Nous pouvons répartir les lecteurs en trois groupes :
1)  Ceux qui pensent qu’historiquement la Turquie n’est pas favorable au salafisme, et que dans n’importe quelles conditions, ce courant ne pourrait prendre racine sur cette terre ;
2)  Ceux qui pensent que le salafisme pourrait se manifester d’une manière plus marquante que dans le passé, mais que l’habituelle interprétation sécularisée et démocratique de l’Islam finirait par l’emporter.
3)  Ceux qui craignent que le courant salafiste devienne prépondérant, en laissant les autres interprétations dans l’ombre.

Un courant très ancien

Je suis plus proche du dernier groupe. Avant d’expliquer pourquoi, faisons quelques rappels sur le salafisme : salaf signifie « prédécesseur ». En étant l’une des plus anciennes doctrines de la foi dans la pensée islamique, le salafisme se fonde sur une pratique de vie calquée sur celle dont les premiers musulmans ont donné l’exemple. Élaboré par Mohammed bin Abd’ul-Wahhab à la suite des pionniers comme Ahmed ibn Hanbel et Ibn Taymiyya, le wahhabisme est le système de croyance salafiste le plus influent.
« Le néo-salafisme », qui constitue notre propos principal, est un courant transnational s’inspirant en grande partie du wahhabisme, et même soutenu et financé par des institutions officielles wahhabites. Nous en avons vu un premier exemple notable en Afghanistan avec les Talibans. Ensuite Al Qaida, en proche collaboration avec les Talibans, a rendu célèbre la « nouvelle approche salafiste » au niveau mondial. Sous l’effet d’organisations semblables, associées au sponsoring des régimes du Golfe, de nouveaux groupes salafistes sont apparus l’un après l’autre.

La colère individuelle au lieu de la contestation sociale

En prenant comme point de départ les exemples des Talibans et d’Al Qaida, il ne faut pas penser que le néo-salafisme est un courant basé uniquement sur la violence. Tout en séduisant certains, surtout des jeunes, prêts à mourir ou à tuer avec une apparente facilité, il y a plusieurs groupes et partis néo-salafistes en activité qui demeurent dans un cadre légal. L’exemple le plus illustre en est le Parti Nour en Égypte qui a pu soutenir le coup d’État militaire contre les Frères Musulmans.
Le néo-salafisme répond aux recherches de sincérité et de puritanisme des jeunes croyants qui réagissent contre les structures traditionnelles religieuses en même temps que contre le système établi.
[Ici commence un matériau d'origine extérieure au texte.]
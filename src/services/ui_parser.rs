//! Keyword rules that turn a chat turn into UI instructions and an intent.

use crate::constants::CURRENT_USER_PLACEHOLDER;
use crate::models::ui::{
    default_order_steps, BuyStockData, RankingData, SellStockData, StockDetailData,
    TransactionHistoryData, TransactionStatsData, UserProfileData,
};
use crate::models::{FeatureInstruction, Intent};
use once_cell::sync::Lazy;
use regex::Regex;

static SYMBOL_RE: Lazy<Regex> = Lazy::new(|| Regex::new(r"\b([A-Z]{3,4})\b").unwrap());
static OBJECT_ID_RE: Lazy<Regex> = Lazy::new(|| Regex::new(r"\b([0-9a-fA-F]{24})\b").unwrap());
static USER_ID_RE: Lazy<Regex> =
    Lazy::new(|| Regex::new(r"(?i)(?:user[_-]?id|user)[:=\s]+([a-zA-Z0-9_-]+)").unwrap());

const MARKET_KEYWORDS: &[&str] = &["tổng quan", "market overview", "thị trường chung", "vnindex"];
const BUY_KEYWORDS: &[&str] = &["mua", "buy", "đặt lệnh mua", "order buy"];
const SELL_KEYWORDS: &[&str] = &["bán", "sell", "đặt lệnh bán", "order sell"];
const PROFILE_KEYWORDS: &[&str] = &["thông tin tài khoản", "profile", "tài khoản", "số dư", "balance"];
const HISTORY_KEYWORDS: &[&str] = &["lịch sử giao dịch", "transaction history", "giao dịch", "lệnh đã đặt"];
const STATS_KEYWORDS: &[&str] = &["thống kê", "statistics", "lợi nhuận", "profit", "tỷ lệ thắng", "win rate"];
const RANKING_KEYWORDS: &[&str] = &["bảng xếp hạng", "ranking", "top", "xếp hạng"];
const DETAIL_KEYWORDS: &[&str] = &["chi tiết", "detail", "thông tin", "báo cáo", "phân tích"];

fn contains_any(text: &str, keywords: &[&str]) -> bool {
    keywords.iter().any(|kw| text.contains(kw))
}

/// First 3-4 letter upper-case ticker in the text
pub fn extract_symbol(text: &str) -> Option<String> {
    SYMBOL_RE.captures(text).map(|c| c[1].to_string())
}

/// A 24-hex ObjectId, else the id after `user`, `userId`, `user_id` or `user-id`
pub fn extract_user_id(text: &str) -> Option<String> {
    if let Some(c) = OBJECT_ID_RE.captures(text) {
        return Some(c[1].to_string());
    }
    USER_ID_RE.captures(text).map(|c| c[1].to_string())
}

/// UI instructions implied by the user's query and the assistant's reply
pub fn parse_ui_effects(reply: &str, query: &str) -> Vec<FeatureInstruction> {
    let mut effects = Vec::new();
    let reply_lower = reply.to_lowercase();
    let query_lower = query.to_lowercase();

    if contains_any(&query_lower, MARKET_KEYWORDS) || contains_any(&reply_lower, MARKET_KEYWORDS) {
        effects.push(FeatureInstruction::ShowMarketOverview);
    }

    if contains_any(&query_lower, BUY_KEYWORDS) {
        if let Some(symbol) = extract_symbol(reply).or_else(|| extract_symbol(query)) {
            effects.push(FeatureInstruction::OpenBuyStock(BuyStockData {
                symbol,
                current_price: 0.0,
                steps: default_order_steps(),
            }));
        }
    }

    if contains_any(&query_lower, SELL_KEYWORDS) {
        if let Some(symbol) = extract_symbol(reply).or_else(|| extract_symbol(query)) {
            effects.push(FeatureInstruction::OpenSellStock(SellStockData {
                symbol,
                current_price: 0.0,
                available_quantity: 0.0,
                steps: default_order_steps(),
            }));
        }
    }

    let user_id = || extract_user_id(query).unwrap_or_else(|| CURRENT_USER_PLACEHOLDER.to_string());

    if contains_any(&query_lower, PROFILE_KEYWORDS) {
        effects.push(FeatureInstruction::ShowUserProfile(UserProfileData::for_user(user_id())));
    }

    if contains_any(&query_lower, HISTORY_KEYWORDS) {
        effects.push(FeatureInstruction::ShowTransactionHistory(TransactionHistoryData {
            user_id: user_id(),
            transactions: Vec::new(),
        }));
    }

    if contains_any(&query_lower, STATS_KEYWORDS) {
        effects.push(FeatureInstruction::ShowTransactionStats(TransactionStatsData {
            user_id: user_id(),
            total_profit: None,
            total_transactions: None,
            win_rate: None,
        }));
    }

    if contains_any(&query_lower, RANKING_KEYWORDS) {
        effects.push(FeatureInstruction::ShowRanking(RankingData::default()));
    }

    if let Some(symbol) = extract_symbol(query) {
        if contains_any(&query_lower, DETAIL_KEYWORDS) {
            effects.push(FeatureInstruction::OpenStockDetail(StockDetailData {
                symbol,
                name: None,
                description: None,
                price: None,
                change_percent: None,
                intraday_chart: Vec::new(),
            }));
        }
    }

    effects
}

/// Ordered keyword rules over the query; the first match wins
pub fn extract_intent(_reply: &str, query: &str) -> Option<Intent> {
    let q = query.to_lowercase();
    let rules: &[(&[&str], Intent)] = &[
        (&["tổng quan", "market overview", "vnindex"], Intent::MarketOverview),
        (&["mua", "buy", "đặt lệnh mua"], Intent::BuyStock),
        (&["bán", "sell", "đặt lệnh bán"], Intent::SellStock),
        (&["thông tin tài khoản", "profile", "tài khoản", "số dư"], Intent::UserProfile),
        (&["lịch sử giao dịch", "transaction history", "giao dịch"], Intent::TransactionHistory),
        (&["thống kê", "statistics", "lợi nhuận", "profit"], Intent::TransactionStats),
        (&["bảng xếp hạng", "ranking", "top"], Intent::Ranking),
        (&["chi tiết", "detail", "thông tin chi tiết"], Intent::StockDetail),
        (&["tin tức", "news", "sự kiện"], Intent::ViewNews),
        (&["giá", "price"], Intent::PriceQuery),
    ];

    rules
        .iter()
        .find(|(keywords, _)| contains_any(&q, keywords))
        .map(|(_, intent)| *intent)
}
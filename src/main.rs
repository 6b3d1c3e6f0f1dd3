#[tokio::main]
async fn main() {
    vnstock_agent::cli::run().await;
}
Contrairement à ce qu’on pourrait croire, les jeunes qui donnent son vrai dynamisme aux mouvements salafistes ne viennent pas des classes pauvres mais des classes moyennes, et avec un certain niveau d’éducation. Ils promeuvent des idéaux de communauté renvoyant au temps de Mahomed, contre la structure strictement hiérarchique des groupes religieux traditionnels. Une idée caractéristique qui distingue les néo-salafistes des autres, c’est que, à la guerre, les commandants meurent autant que les soldats.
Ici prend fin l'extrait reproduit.